- **WHAT YOU HAVE TO DO**: From the data below, copy out every line in which the word "complete" occurs.

- **DATA UNDER STUDY**:
──────────────────────────────

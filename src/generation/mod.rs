
pub mod retry;

use thiserror::Error;
use tracing::{debug, info};

use crate::Result;
use crate::index::RetrievedChunk;
pub use retry::{AttemptOutcome, RetryPolicy, RetryState};

pub const SYSTEM_INSTRUCTION: &str =
    "You are an AI assistant that answers questions based on provided context.";

/// Failure reported by a generation backend
#[derive(Debug, Clone, Error, PartialEq, Eq)]
pub enum GenerationError {
    /// The service is throttling requests; worth retrying later
    #[error("rate limited: {0}")]
    RateLimited(String),
    #[error("{0}")]
    Service(String),
}

/// Text completion backend
pub trait GenerationService: Send + Sync {
    fn complete(
        &self,
        system_instruction: &str,
        prompt: &str,
    ) -> std::result::Result<String, GenerationError>;
}

/// Join chunk contents, in the order given, into one context block
#[inline]
pub fn build_context(chunks: &[RetrievedChunk]) -> String {
    chunks
        .iter()
        .map(|retrieved| retrieved.chunk.content.as_str())
        .collect::<Vec<_>>()
        .join("\n\n")
}

#[inline]
pub fn build_prompt(context: &str, question: &str) -> String {
    format!("Context:\n{context}\n\nQuestion: {question}\n\nAnswer:")
}

/// Composes prompts from filtered chunks and calls the generation service
/// under a [`RetryPolicy`]
pub struct AnswerGenerator<'a> {
    service: &'a dyn GenerationService,
    policy: RetryPolicy,
}

impl<'a> AnswerGenerator<'a> {
    #[inline]
    pub fn new(service: &'a dyn GenerationService, policy: RetryPolicy) -> Self {
        Self { service, policy }
    }

    #[inline]
    pub fn policy(&self) -> &RetryPolicy {
        &self.policy
    }

    pub async fn generate(&self, question: &str, chunks: &[RetrievedChunk]) -> Result<String> {
        let context = build_context(chunks);
        let prompt = build_prompt(&context, question);

        if chunks.is_empty() {
            info!("No permitted context for question, generating without context");
        }
        debug!(
            "Generating answer with {} context chunks ({} chars)",
            chunks.len(),
            context.len()
        );

        self.policy
            .run(|_attempt| self.service.complete(SYSTEM_INSTRUCTION, &prompt))
            .await
    }
}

──────────────────────────────

- **ANSWER SECTION**:
    fn complete(
            .run(|_attempt| self.service.complete(SYSTEM_INSTRUCTION, &prompt))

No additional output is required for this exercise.